The campaign, created by Bartle Bogle Hegarty, uses the strapline "There are no silver spoons for children born into poverty". As well as the cockroach, other posters show a baby with a heroin-filled syringe in her mouth and a baby drinking a bottle of methylated spirit. A fourth execution reads: "If only every baby was born with a silver spoon".
The charity will officially launch the campaign today with the television star Michelle Collins. It has published a report saying that one in 3m children in the UK live in poverty and that these children have the odds stacked against them before they even leave the hospital. It says that they are more likely to grow up to be addicted to drugs and alcohol, to be perpetrators and victims of crime, and to become homeless.
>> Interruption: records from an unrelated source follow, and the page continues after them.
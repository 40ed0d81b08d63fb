//! # Database Error Types
//!
//! Error types for database operations.
//!
//! ## Error Flow
//! ```text
//! ┌─────────────────────────────────────────────────────────────────────────┐
//! │                    Error Propagation                                    │
//! │                                                                         │
//! │  SQLite Error (sqlx::Error)        Business rule (CoreError)           │
//! │       │                                   │                             │
//! │       ▼                                   ▼                             │
//! │  DbError (this module) ◄──── DbError::Domain aborts the transaction    │
//! │       │                                                                 │
//! │       ▼                                                                 │
//! │  ApiError (shop-api) ← stable code + message                           │
//! │                                                                         │
//! └─────────────────────────────────────────────────────────────────────────┘
//! ```

use shop_core::CoreError;
use thiserror::Error;

/// Database operation errors.
#[derive(Debug, Error)]
pub enum DbError {
    /// A business rule failed inside a repository or engine transaction.
    /// The transaction is rolled back before this reaches the caller.
    #[error(transparent)]
    Domain(#[from] CoreError),

    /// Entity not found in database.
    #[error("{entity} not found: {id}")]
    NotFound { entity: String, id: String },

    /// Unique constraint violation.
    ///
    /// ## When This Occurs
    /// - Inserting a duplicate SKU or coupon code
    /// - Registering an email twice
    /// - A second successful payment for the same order
    #[error("Duplicate {field}: '{value}' already exists")]
    UniqueViolation { field: String, value: String },

    /// Foreign key constraint violation.
    #[error("Foreign key violation: {message}")]
    ForeignKeyViolation { message: String },

    /// SQLite reported the database busy or locked. Safe to retry.
    #[error("Database is busy: {0}")]
    Busy(String),

    /// A transaction did not finish within its time bound and was rolled
    /// back. Safe to retry.
    #[error("{operation} timed out after {after_ms}ms")]
    Timeout { operation: String, after_ms: u64 },

    /// Database connection failed.
    #[error("Connection failed: {0}")]
    ConnectionFailed(String),

    /// Migration failed.
    #[error("Migration failed: {0}")]
    MigrationFailed(String),

    /// Query execution failed.
    #[error("Query failed: {0}")]
    QueryFailed(String),

    /// Pool exhausted (all connections in use).
    #[error("Connection pool exhausted")]
    PoolExhausted,

    /// Internal database error.
    #[error("Internal database error: {0}")]
    Internal(String),
}

impl DbError {
    /// Creates a NotFound error for a given entity type and ID.
    pub fn not_found(entity: impl Into<String>, id: impl Into<String>) -> Self {
        DbError::NotFound {
            entity: entity.into(),
            id: id.into(),
        }
    }

    /// Whether resubmitting the same request may succeed.
    pub fn is_retryable(&self) -> bool {
        matches!(
            self,
            DbError::Busy(_) | DbError::Timeout { .. } | DbError::PoolExhausted
        )
    }

    /// The domain error, if this is one.
    pub fn as_domain(&self) -> Option<&CoreError> {
        match self {
            DbError::Domain(err) => Some(err),
            _ => None,
        }
    }
}

/// Primary result codes for SQLITE_BUSY (5) and SQLITE_LOCKED (6).
/// Extended codes keep the primary code in the low byte.
fn is_busy_code(code: &str) -> bool {
    code.parse::<i32>()
        .map(|c| matches!(c & 0xff, 5 | 6))
        .unwrap_or(false)
}

/// Convert sqlx errors to DbError.
///
/// ## Error Mapping
/// ```text
/// sqlx::Error::RowNotFound    → DbError::NotFound
/// sqlx::Error::Database       → constraint type, or Busy for BUSY/LOCKED
/// sqlx::Error::PoolTimedOut   → DbError::PoolExhausted
/// Other                       → DbError::Internal
/// ```
impl From<sqlx::Error> for DbError {
    fn from(err: sqlx::Error) -> Self {
        match err {
            sqlx::Error::RowNotFound => DbError::NotFound {
                entity: "Record".to_string(),
                id: "unknown".to_string(),
            },

            sqlx::Error::Database(db_err) => {
                let msg = db_err.message();

                // UNIQUE constraint: "UNIQUE constraint failed: <table>.<column>"
                // FK constraint: "FOREIGN KEY constraint failed"
                if msg.contains("UNIQUE constraint failed") {
                    let field = msg
                        .split("UNIQUE constraint failed: ")
                        .nth(1)
                        .unwrap_or("unknown")
                        .to_string();
                    DbError::UniqueViolation {
                        field,
                        value: "unknown".to_string(),
                    }
                } else if msg.contains("FOREIGN KEY constraint failed") {
                    DbError::ForeignKeyViolation {
                        message: msg.to_string(),
                    }
                } else if db_err.code().as_deref().is_some_and(is_busy_code)
                    || msg.contains("database is locked")
                    || msg.contains("database table is locked")
                {
                    DbError::Busy(msg.to_string())
                } else {
                    DbError::QueryFailed(msg.to_string())
                }
            }

            sqlx::Error::PoolTimedOut => DbError::PoolExhausted,

            sqlx::Error::PoolClosed => DbError::ConnectionFailed("Pool is closed".to_string()),

            _ => DbError::Internal(err.to_string()),
        }
    }
}

impl From<sqlx::migrate::MigrateError> for DbError {
    fn from(err: sqlx::migrate::MigrateError) -> Self {
        DbError::MigrationFailed(err.to_string())
    }
}

impl From<shop_core::ValidationError> for DbError {
    fn from(err: shop_core::ValidationError) -> Self {
        DbError::Domain(CoreError::Validation(err))
    }
}

impl From<shop_core::CouponRejection> for DbError {
    fn from(err: shop_core::CouponRejection) -> Self {
        DbError::Domain(CoreError::CouponRejected(err))
    }
}

/// Result type for database operations.
pub type DbResult<T> = Result<T, DbError>;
Barnardo's is calling on the government to ensure that policies reach the most vulnerable and poorest children in the country and establish a minimum income for all those raising children to ensure that all children are lifted out of poverty.
Neera Sharma, principal policy officer at Barnardo's, said: "Poverty is the single biggest threat to a child's future. It is essential that poverty is tackled now if we are to affect future outcomes for children."
Barnardo's is no stranger to running controversial advertising campaigns, tackling issues such as the sexual abuse of children by using images of young boys and girls with aged faces, and another campaign that used the image of a baby preparing to inject itself with heroin.